Analog computing has a number of interesting features. Firstly, analog processors are inherently more dense than digital ones, because the individual electrical nodes of analog circuits can represent multiple bits of information. Secondly, unlike conventional digital circuits whose co-ordination is governed by a global clock,  analog circuits are naturally synchronized in physical time, as opposed to being synchronized against clock time. This property is particularly useful for systems that model and interact with real world processes; because if the time constants of the analog circuits are appropriately set, then their processing can be scaled to match those of the real-world processes with which they interact.

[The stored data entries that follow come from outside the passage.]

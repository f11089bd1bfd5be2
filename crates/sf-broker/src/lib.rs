//! Tool broker: JSON-RPC 2.0 over a line-delimited duplex channel, exposing
//! the tool registry and adapter execution to an embedding agent runtime.
//!
//! Session lifecycle is `UNINITIALIZED -> INITIALIZED -> SERVING ->
//! CLOSING -> CLOSED`; `initialize` is the only method admitted before
//! `INITIALIZED`, and no method is admitted once `CLOSING`/`CLOSED`.

pub mod broker;
pub mod jsonrpc;
pub mod methods;
pub mod resources;
pub mod server;
pub mod session;

pub use broker::{BackpressurePolicy, BrokerConfig, BrokerSession};
pub use jsonrpc::{JsonRpcError, JsonRpcId, JsonRpcNotification, JsonRpcRequest, JsonRpcResponse, error_codes};
pub use resources::{InMemoryResourceProvider, ResourceProvider};
pub use server::serve_stdio;
pub use session::SessionState;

Unfortunately, an analog process is much more difficult to implement than its digital counterpart. Usually an analog processor must be purpose-built, and does not have the general character of digital systems. The analog circuits are difficult to implement because the physics of the material used to construct the circuits plays an important role in the solution of the problem. It is also difficult to control the physical properties of micron-sized devices such that their analog characteristics are well matched. This matching of analog device characteristics is a major difficulty facing an analog designer. And digital machines have an advantage over analog ones when high precision is required. The analog approach usually requires adaptive techniques to mitigate the effects of component differences. However, this kind of adaptation leads naturally to systems that learn about their environment.

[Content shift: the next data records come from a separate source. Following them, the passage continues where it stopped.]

//! Scenario templates: the four named plan shapes a workflow request can
//! select instead of specifying an explicit node list.

use sf_core::types::ToolId;
use sf_schema::severity::SeverityLevel;
use sf_schema::{NodeKind, NodeSpec};

#[derive(Debug, Clone, Copy, PartialEq, Eq)]
pub enum Scenario {
    CodeCommit,
    DependencyUpdate,
    EmergencyVuln,
    ReleaseRegression,
}

impl Scenario {
    #[must_use]
    pub fn parse(name: &str) -> Option<Self> {
        match name {
            "code_commit" => Some(Self::CodeCommit),
            "dependency_update" => Some(Self::DependencyUpdate),
            "emergency_vuln" => Some(Self::EmergencyVuln),
            "release_regression" => Some(Self::ReleaseRegression),
            _ => None,
        }
    }

    #[must_use]
    pub fn name(self) -> &'static str {
        match self {
            Self::CodeCommit => "code_commit",
            Self::DependencyUpdate => "dependency_update",
            Self::EmergencyVuln => "emergency_vuln",
            Self::ReleaseRegression => "release_regression",
        }
    }
}

/// The validation node's policy predicates. Left empty, a `validation` node
/// is a no-op pass-through.
#[derive(Debug, Clone, Default)]
pub struct ValidationPolicy {
    pub severity_floor: Option<SeverityLevel>,
    pub required_cwes: Vec<u32>,
    pub excluded_cwes: Vec<u32>,
}

#[derive(Debug, thiserror::Error)]
pub enum TemplateError {
    #[error("scenario {scenario} requires at least one tool id")]
    NoTools { scenario: &'static str },
    #[error("scenario {scenario} runs a single_scan node and takes exactly one tool id, got {got}")]
    WrongToolCount { scenario: &'static str, got: usize },
}

/// Build the ordered plan for `scenario`. `tool_ids` selects the adapters the
/// scan nodes run; `single_scan` scenarios require exactly one.
pub fn build_plan(
    scenario: Scenario,
    tool_ids: &[ToolId],
    validation: ValidationPolicy,
) -> Result<Vec<NodeSpec>, TemplateError> {
    if tool_ids.is_empty() {
        return Err(TemplateError::NoTools { scenario: scenario.name() });
    }

    let mut plan = vec![NodeSpec { kind: NodeKind::Initialize }];

    let single_scan_tool = |tool_ids: &[ToolId]| -> Result<ToolId, TemplateError> {
        if tool_ids.len() != 1 {
            return Err(TemplateError::WrongToolCount { scenario: scenario.name(), got: tool_ids.len() });
        }
        Ok(tool_ids[0].clone())
    };
    let validation_node = |validation: ValidationPolicy| NodeSpec {
        kind: NodeKind::Validation {
            severity_floor: validation.severity_floor,
            required_cwes: validation.required_cwes,
            excluded_cwes: validation.excluded_cwes,
        },
    };

    match scenario {
        Scenario::CodeCommit => {
            plan.push(NodeSpec { kind: NodeKind::SingleScan { tool_id: single_scan_tool(tool_ids)? } });
            plan.push(NodeSpec { kind: NodeKind::ResultCollection });
            plan.push(NodeSpec { kind: NodeKind::Finalize });
        }
        Scenario::DependencyUpdate => {
            plan.push(NodeSpec { kind: NodeKind::SingleScan { tool_id: single_scan_tool(tool_ids)? } });
            plan.push(validation_node(validation));
            plan.push(NodeSpec { kind: NodeKind::Finalize });
        }
        Scenario::EmergencyVuln => {
            plan.push(NodeSpec { kind: NodeKind::ParallelScan { tool_ids: tool_ids.to_vec() } });
            plan.push(NodeSpec { kind: NodeKind::ResultCollection });
            plan.push(validation_node(validation));
            plan.push(NodeSpec { kind: NodeKind::Finalize });
        }
        Scenario::ReleaseRegression => {
            plan.push(NodeSpec { kind: NodeKind::ParallelScan { tool_ids: tool_ids.to_vec() } });
            plan.push(NodeSpec { kind: NodeKind::ResultCollection });
            plan.push(validation_node(validation));
            plan.push(NodeSpec { kind: NodeKind::HumanReview });
            plan.push(NodeSpec { kind: NodeKind::Finalize });
        }
    }

    Ok(plan)
}

fn node_kind_name(kind: &NodeKind) -> &'static str {
    match kind {
        NodeKind::Initialize => "initialize",
        NodeKind::SingleScan { .. } => "single_scan",
        NodeKind::ParallelScan { .. } => "parallel_scan",
        NodeKind::ResultCollection => "result_collection",
        NodeKind::Validation { .. } => "validation",
        NodeKind::HumanReview => "human_review",
        NodeKind::Retry { .. } => "retry",
        NodeKind::Finalize => "finalize",
    }
}

/// The node-kind names of a plan, in order — used by tests and diagnostics
/// to compare a built plan against a scenario's fixed shape without
/// depending on `NodeKind`'s field contents.
#[must_use]
pub fn plan_shape(plan: &[NodeSpec]) -> Vec<&'static str> {
    plan.iter().map(|node| node_kind_name(&node.kind)).collect()
}

#[cfg(test)]
mod tests {
    use super::*;

    fn tool(id: &str) -> ToolId {
        ToolId::new(id)
    }

    #[test]
    fn code_commit_matches_its_fixed_shape() {
        let plan = build_plan(Scenario::CodeCommit, &[tool("semgrep")], ValidationPolicy::default()).unwrap();
        assert_eq!(plan_shape(&plan), vec!["initialize", "single_scan", "result_collection", "finalize"]);
    }

    #[test]
    fn dependency_update_matches_its_fixed_shape() {
        let plan = build_plan(Scenario::DependencyUpdate, &[tool("osv_scanner")], ValidationPolicy::default()).unwrap();
        assert_eq!(plan_shape(&plan), vec!["initialize", "single_scan", "validation", "finalize"]);
    }

    #[test]
    fn emergency_vuln_matches_its_fixed_shape() {
        let plan = build_plan(
            Scenario::EmergencyVuln,
            &[tool("semgrep"), tool("trivy")],
            ValidationPolicy::default(),
        )
        .unwrap();
        assert_eq!(
            plan_shape(&plan),
            vec!["initialize", "parallel_scan", "result_collection", "validation", "finalize"]
        );
    }

    #[test]
    fn release_regression_matches_its_fixed_shape() {
        let plan = build_plan(
            Scenario::ReleaseRegression,
            &[tool("semgrep"), tool("trivy")],
            ValidationPolicy::default(),
        )
        .unwrap();
        assert_eq!(
            plan_shape(&plan),
            vec!["initialize", "parallel_scan", "result_collection", "validation", "human_review", "finalize"]
        );
    }

    #[test]
    fn single_scan_scenarios_reject_more_than_one_tool() {
        let err = build_plan(Scenario::CodeCommit, &[tool("a"), tool("b")], ValidationPolicy::default()).unwrap_err();
        assert!(matches!(err, TemplateError::WrongToolCount { got: 2, .. }));
    }

    #[test]
    fn empty_tool_list_is_rejected_for_every_scenario() {
        for scenario in [
            Scenario::CodeCommit,
            Scenario::DependencyUpdate,
            Scenario::EmergencyVuln,
            Scenario::ReleaseRegression,
        ] {
            let err = build_plan(scenario, &[], ValidationPolicy::default()).unwrap_err();
            assert!(matches!(err, TemplateError::NoTools { .. }));
        }
    }

    #[test]
    fn scenario_name_round_trips_through_parse() {
        for scenario in [
            Scenario::CodeCommit,
            Scenario::DependencyUpdate,
            Scenario::EmergencyVuln,
            Scenario::ReleaseRegression,
        ] {
            assert_eq!(Scenario::parse(scenario.name()), Some(scenario));
        }
        assert_eq!(Scenario::parse("not_a_scenario"), None);
    }
}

Digital systems depend on a small set of primitives that can support universal logical computation: For example, any logic function can be implemented using only NAND gates. In principle, a similar mathematical universality is possible in analog circuits by using primitive circuits for addition and multiplication. However, the neuromorphic engineer is usually more concerned with identifying the primitives needed to emulate neuronal processing, rather than with mathematics per se.

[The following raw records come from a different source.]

//! Shared plumbing every subcommand needs: building an `Engine` from
//! effective configuration, and printing a result as text or JSON.

use std::str::FromStr;
use std::sync::Arc;

use sf_checkpoint::FileStore;
use sf_core::ExitCode;
use sf_engine::{Engine, EngineContext};
use sf_schema::severity::SeverityLevel;
use serde::Serialize;

use crate::config::Config;
use crate::exit_codes::engine_error_exit_code;

/// Parses a `--severity-floor`-style flag value; shared by `run` (via
/// effective configuration) and `gate` (which takes its own flag).
pub fn parse_severity(raw: &str) -> Result<SeverityLevel, ExitCode> {
    SeverityLevel::from_str(&raw.to_uppercase()).map_err(|_| {
        tracing::error!(severity = %raw, "unrecognized severity level");
        ExitCode::CLI_ARGS
    })
}

/// Builds the process-scope handle every run/resume/cancel/status command
/// constructs fresh from effective configuration, per the explicit-handle
/// pattern `EngineContext` replaces a global singleton with.
#[must_use]
pub fn build_engine(config: &Config) -> Engine {
    let registry = Arc::new(sf_adapters::default_registry());
    let store = Arc::new(FileStore::new(config.checkpoint_dir.clone()));
    let ctx = EngineContext::new(registry, store).with_scheduler_config((&config.scheduler).into());
    Engine::new(ctx)
}

pub fn build_store(config: &Config) -> Arc<FileStore> {
    Arc::new(FileStore::new(config.checkpoint_dir.clone()))
}

pub fn map_engine_error(err: sf_engine::EngineError) -> ExitCode {
    tracing::error!(error = %err, "engine error");
    engine_error_exit_code(&err)
}

pub fn map_checkpoint_error(err: sf_checkpoint::CheckpointError) -> ExitCode {
    tracing::error!(error = %err, "checkpoint store error");
    ExitCode::CHECKPOINT_IO
}

/// Prints `value` as pretty JSON when `json` is set, otherwise runs
/// `text` to print the human-readable form.
pub fn emit<T: Serialize>(value: &T, json: bool, text: impl FnOnce(&T)) {
    if json {
        println!("{}", serde_json::to_string_pretty(value).expect("value always serializes"));
    } else {
        text(value);
    }
}
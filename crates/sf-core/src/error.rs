//! Core error taxonomy.
//!
//! This crate's own failures (lock contention, atomic-write failures, config
//! parsing) live here as `CoreError`. The adapter/scheduler/engine/broker
//! error taxonomy (`InvalidInput`, `ToolMissing`, `ExecutionFailed`,
//! `Timeout`, `ParseError`, `Canceled`) is defined per-crate at the boundary
//! that produces it (`sf-adapter-api::AdapterError`, `sf-engine::EngineError`,
//! ...) following the same `thiserror` style as this one, so each subsystem's
//! error enum only carries variants it can actually produce.

use crate::exit_codes::ExitCode;
use crate::lock::LockError;
use thiserror::Error;

pub type CoreResult<T> = Result<T, CoreError>;

/// Library-level error type for `sf-core` operations.
///
/// Library code returns `CoreError` and never calls `std::process::exit`;
/// only the CLI binary maps a terminal error to an [`ExitCode`] and exits.
#[derive(Debug, Error)]
pub enum CoreError {
    #[error("i/o error: {0}")]
    Io(#[from] std::io::Error),

    #[error(transparent)]
    Lock(#[from] LockError),

    #[error("atomic write to {path} failed: {reason}")]
    AtomicWrite { path: String, reason: String },

    #[error("invalid configuration: {0}")]
    Config(String),
}

impl CoreError {
    #[must_use]
    pub fn to_exit_code(&self) -> ExitCode {
        match self {
            Self::Lock(LockError::ConcurrentExecution { .. } | LockError::StaleLock { .. }) => {
                ExitCode::LOCK_HELD
            }
            Self::Config(_) => ExitCode::CLI_ARGS,
            Self::Io(_) | Self::Lock(_) | Self::AtomicWrite { .. } => ExitCode::INTERNAL,
        }
    }
}

#[cfg(test)]
mod tests {
    use super::*;

    #[test]
    fn config_error_maps_to_cli_args() {
        let err = CoreError::Config("bad toml".to_string());
        assert_eq!(err.to_exit_code(), ExitCode::CLI_ARGS);
    }
}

For many crucial neuron-like operations, dedicated analog processors can be constructed much more compactly than their digital counterparts. Some neuromorphic primitives are obvious, such as the simple addition of currents by joining their conductors. Others provide useful generic functions, such as logistic and tanh circuits. Yet others are simple but sophisticated processors. These circuits are usually based on CMOS FET transistors, whose conductivity can be altered by an applied electric field. A Field Effect Transistor (FET) is a device in which the flow of current between its source and drain terminals is controlled by a voltage applied to its gate terminal. The relationship between the gate voltage and the current that flows across the transistor's channel is rather subtle. There are two primary regimes of behavior. In the "subthreshold" regime, where small voltages are applied between the gate and the source, the transistor current grows exponentially with the gate voltage\nocite{Liu_etal02}. In the "above-threshold" regime, where larger voltages are applied, the current grows more slowly. Conventionally, transistors are operated in the above-threshold regime, and in the extreme case of digital circuits only very large gate voltages are used so that the transistors are either fully off, or fully conducting.

By contrast, neuromorphic circuits typically exploit the otherwise unpopular subthreshold regime, because this regime offers some striking advantages for non-digital circuits\nocite{Mead90}. The exponential increase in transistor current with gate voltage means that the gain (loosely defined as the change in current for a given change in voltage) of the subthreshold transistor is very high, and gain is the lever of information processing. The exponential property can be used to compose interesting analog circuits with natural exponential and logarithmic properties that are useful for emulating neuronal properties. A further feature of subthreshold circuits is that the absolute currents flowing through the transistors are very small, and so these circuits operate at very low power. The down-side is that the signals are very small and so the circuits are susceptible to noise and fabrication variations.

All these interesting properties offer the possibility of constructing very low-power brain-like electronic circuits that operate in real-time. An important strategic consideration in this quest is that the basic CMOS VLSI technology does not have to be developed by the neuromorphic engineering community. The development of VLSI technology is fueled by the digital information technology (IT) market, and so those developments need only be applied to the needs of subthreshold analog neuromorphic engineering. The very same technology used to construct digital computers can also be used (in subthreshold) to construct computational primitives for systems of neuron-like processors. Unlike digital systems which have a relatively small number of general-purpose processors that process a command stream sequentially, the performance of neuromorphic systems depends on the parallel configuration of large numbers of these special purpose primitives.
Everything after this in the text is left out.